Data for review section start
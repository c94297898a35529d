use thiserror::Error;

/// Failures of a single weather lookup.
///
/// The display strings are shown to the user verbatim.
#[derive(Debug, Error)]
pub enum WeatherError {
    #[error("Access denied. Check your API key.")]
    Unauthorized,

    #[error("Can't find weather data for this city.")]
    NotFound,

    #[error("Something went wrong... ({0})")]
    Http(u16),

    #[error("Couldn't read the server response.")]
    MalformedResponse(#[source] serde_json::Error),

    /// Built without the request URL, which carries the API key.
    #[error("Failed to reach the weather service.")]
    Request(#[source] reqwest::Error),
}
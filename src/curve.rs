//! The curve on screen: the current generation plus the iterator that
//! produces the following ones.

use crate::fractal::{Generations, Rule};
use crate::geometry::Segment;
use crate::raster::{Raster, Rgba};

pub struct Curve {
    rule_name: String,
    generations: Generations,
    lines: Vec<Segment>,
    generation: usize,
    epoch: u64,
    rendered_epoch: Option<u64>,
}

impl Curve {
    /// Starts at generation 0 (the seed). `generations` counts the seed, so
    /// the last reachable generation is `generations - 1`.
    pub fn new(rule: &str, seed: Vec<Segment>, generations: usize) -> Self {
        let mut gens = Generations::by_name(rule, seed, generations.max(1));
        let lines = gens.next().unwrap_or_default();
        Self {
            rule_name: rule.to_string(),
            generations: gens,
            lines,
            generation: 0,
            epoch: 0,
            rendered_epoch: None,
        }
    }

    pub fn rule(&self) -> Option<Rule> {
        self.generations.rule()
    }

    /// Step to the next generation. Returns `false` once the last one is
    /// already showing.
    pub fn advance(&mut self) -> bool {
        match self.generations.next() {
            Some(lines) => {
                self.lines = lines;
                self.generation += 1;
                self.epoch += 1;
                true
            }
            None => false,
        }
    }

    pub fn is_finished(&self) -> bool {
        self.generations.len() == 0
    }

    pub fn generation(&self) -> usize {
        self.generation
    }

    pub fn lines(&self) -> &[Segment] {
        &self.lines
    }

    /// Rasterize the current generation into `frame`, unless this epoch was
    /// already drawn there. Returns whether anything was drawn.
    ///
    /// The frame is expected to keep its contents between calls, as the
    /// `pixels` buffer does.
    pub fn render(
        &mut self,
        frame: &mut [u8],
        width: u32,
        height: u32,
        background: Rgba,
        stroke: Rgba,
    ) -> bool {
        if self.rendered_epoch == Some(self.epoch) {
            return false;
        }
        let mut raster = Raster::new(frame, width, height);
        raster.clear(background);
        raster.set_draw_color(stroke);
        raster.draw_segments(&self.lines);
        self.rendered_epoch = Some(self.epoch);
        true
    }

    pub fn info_string(&self) -> String {
        format!(
            "{} | generation {} / {} | {} segments",
            self.rule_name,
            self.generation,
            Generations::count(&self.generations) - 1,
            self.lines.len()
        )
    }
}
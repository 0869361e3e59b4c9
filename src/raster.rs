//! Software line drawing into an RGBA8 frame buffer.

use crate::geometry::Segment;

#[derive(Clone, Copy, Debug, PartialEq, Eq)]
pub struct Rgba(pub [u8; 4]);

impl Rgba {
    pub const WHITE: Rgba = Rgba([255, 255, 255, 255]);
    pub const RED: Rgba = Rgba([255, 0, 0, 255]);
}

/// Drawing state over a borrowed frame: `width * height * 4` bytes, row-major.
/// The draw color starts out red.
pub struct Raster<'a> {
    frame: &'a mut [u8],
    width: u32,
    height: u32,
    color: Rgba,
}

impl<'a> Raster<'a> {
    pub fn new(frame: &'a mut [u8], width: u32, height: u32) -> Self {
        debug_assert!(frame.len() >= (width as usize) * (height as usize) * 4);
        Self {
            frame,
            width,
            height,
            color: Rgba::RED,
        }
    }

    pub fn clear(&mut self, color: Rgba) {
        for px in self.frame.chunks_exact_mut(4) {
            px.copy_from_slice(&color.0);
        }
    }

    pub fn set_draw_color(&mut self, color: Rgba) {
        self.color = color;
    }

    fn plot(&mut self, x: i32, y: i32) {
        if x >= 0 && x < self.width as i32 && y >= 0 && y < self.height as i32 {
            let idx = ((y as u32 * self.width + x as u32) * 4) as usize;
            self.frame[idx..idx + 4].copy_from_slice(&self.color.0);
        }
    }

    /// Line between two pixel centres, endpoints included. The part outside
    /// the frame is cut off before rasterizing.
    pub fn draw_line(&mut self, x0: i32, y0: i32, x1: i32, y1: i32) {
        self.draw_clipped(x0 as f64, y0 as f64, x1 as f64, y1 as f64);
    }

    /// Clips to one pixel beyond every edge, so anything that truncates into
    /// the frame survives and `plot` discards the border.
    fn draw_clipped(&mut self, x0: f64, y0: f64, x1: f64, y1: f64) {
        let bounds = (-1.0, -1.0, self.width as f64, self.height as f64);
        if let Some((x0, y0, x1, y1)) = clip((x0, y0, x1, y1), bounds) {
            self.bresenham(x0 as i32, y0 as i32, x1 as i32, y1 as i32);
        }
    }

    /// Endpoints must already lie within a pixel of the frame.
    fn bresenham(&mut self, x0: i32, y0: i32, x1: i32, y1: i32) {
        let (mut x0, mut y0) = (x0, y0);
        let dx = (x1 - x0).abs();
        let sx = if x0 < x1 { 1 } else { -1 };
        let dy = -(y1 - y0).abs();
        let sy = if y0 < y1 { 1 } else { -1 };
        let mut err = dx + dy;
        loop {
            self.plot(x0, y0);
            if x0 == x1 && y0 == y1 {
                break;
            }
            let e2 = 2 * err;
            if e2 >= dy {
                err += dy;
                x0 += sx;
            }
            if e2 <= dx {
                err += dx;
                y0 += sy;
            }
        }
    }

    /// Clipped in real coordinates, then truncated toward zero, not rounded.
    pub fn draw_segment(&mut self, line: &Segment) {
        self.draw_clipped(line.p1.x, line.p1.y, line.p2.x, line.p2.y);
    }

    pub fn draw_segments(&mut self, lines: &[Segment]) {
        for line in lines {
            self.draw_segment(line);
        }
    }

    pub fn pixel(&self, x: u32, y: u32) -> Option<Rgba> {
        if x >= self.width || y >= self.height {
            return None;
        }
        let idx = ((y * self.width + x) * 4) as usize;
        let mut px = [0u8; 4];
        px.copy_from_slice(&self.frame[idx..idx + 4]);
        Some(Rgba(px))
    }
}

type Line4 = (f64, f64, f64, f64);

/// Liang-Barsky against `(min_x, min_y, max_x, max_y)`. `None` when nothing
/// of the line is inside, or when a coordinate is not finite.
fn clip(line: Line4, bounds: Line4) -> Option<Line4> {
    let (x0, y0, x1, y1) = line;
    let (min_x, min_y, max_x, max_y) = bounds;
    if ![x0, y0, x1, y1].iter().all(|c| c.is_finite()) {
        return None;
    }
    let dx = x1 - x0;
    let dy = y1 - y0;
    let mut t0 = 0.0f64;
    let mut t1 = 1.0f64;
    for (p, q) in [
        (-dx, x0 - min_x),
        (dx, max_x - x0),
        (-dy, y0 - min_y),
        (dy, max_y - y0),
    ] {
        if p == 0.0 {
            if q < 0.0 {
                return None;
            }
            continue;
        }
        let r = q / p;
        if p < 0.0 {
            if r > t1 {
                return None;
            }
            t0 = t0.max(r);
        } else if r < t0 {
            return None;
        } else {
            t1 = t1.min(r);
        }
    }
    // Untouched endpoints are returned as given so in-frame lines truncate
    // exactly as they would unclipped.
    let (ax, ay) = if t0 > 0.0 { (x0 + t0 * dx, y0 + t0 * dy) } else { (x0, y0) };
    let (bx, by) = if t1 < 1.0 { (x0 + t1 * dx, y0 + t1 * dy) } else { (x1, y1) };
    Some((ax, ay, bx, by))
}
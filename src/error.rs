/// Rejected command-line settings.
#[derive(Debug, thiserror::Error, PartialEq)]
pub enum ConfigError {
    #[error("at least one generation must be displayed")]
    NoGenerations,
    #[error("window size must be non-zero, got {width}x{height}")]
    EmptyWindow { width: u32, height: u32 },
    #[error("seed must be four comma-separated numbers x1,y1,x2,y2, got {0:?}")]
    InvalidSeed(String),
    /// `segments` saturates at `u64::MAX`.
    #[error("{rule} generation {generation} would hold {segments} segments (limit {limit})")]
    TooManySegments {
        rule: String,
        generation: u32,
        segments: u64,
        limit: u64,
    },
}

/// Window and frame-buffer failures.
#[derive(Debug, thiserror::Error)]
pub enum RenderError {
    #[error("window creation failed: {0}")]
    Window(#[from] winit::error::OsError),
    #[error("pixels error: {0}")]
    Pixels(#[from] pixels::Error),
    #[error("surface resize failed: {0}")]
    Resize(#[from] pixels::TextureError),
}

pub type RenderResult<T> = Result<T, RenderError>;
Data for review section end
[Activity]
From the records above, copy every line that holds the word "thiserror".

[Expected output]
use thiserror::Error;
#[derive(Debug, thiserror::Error, PartialEq)]
#[derive(Debug, thiserror::Error)]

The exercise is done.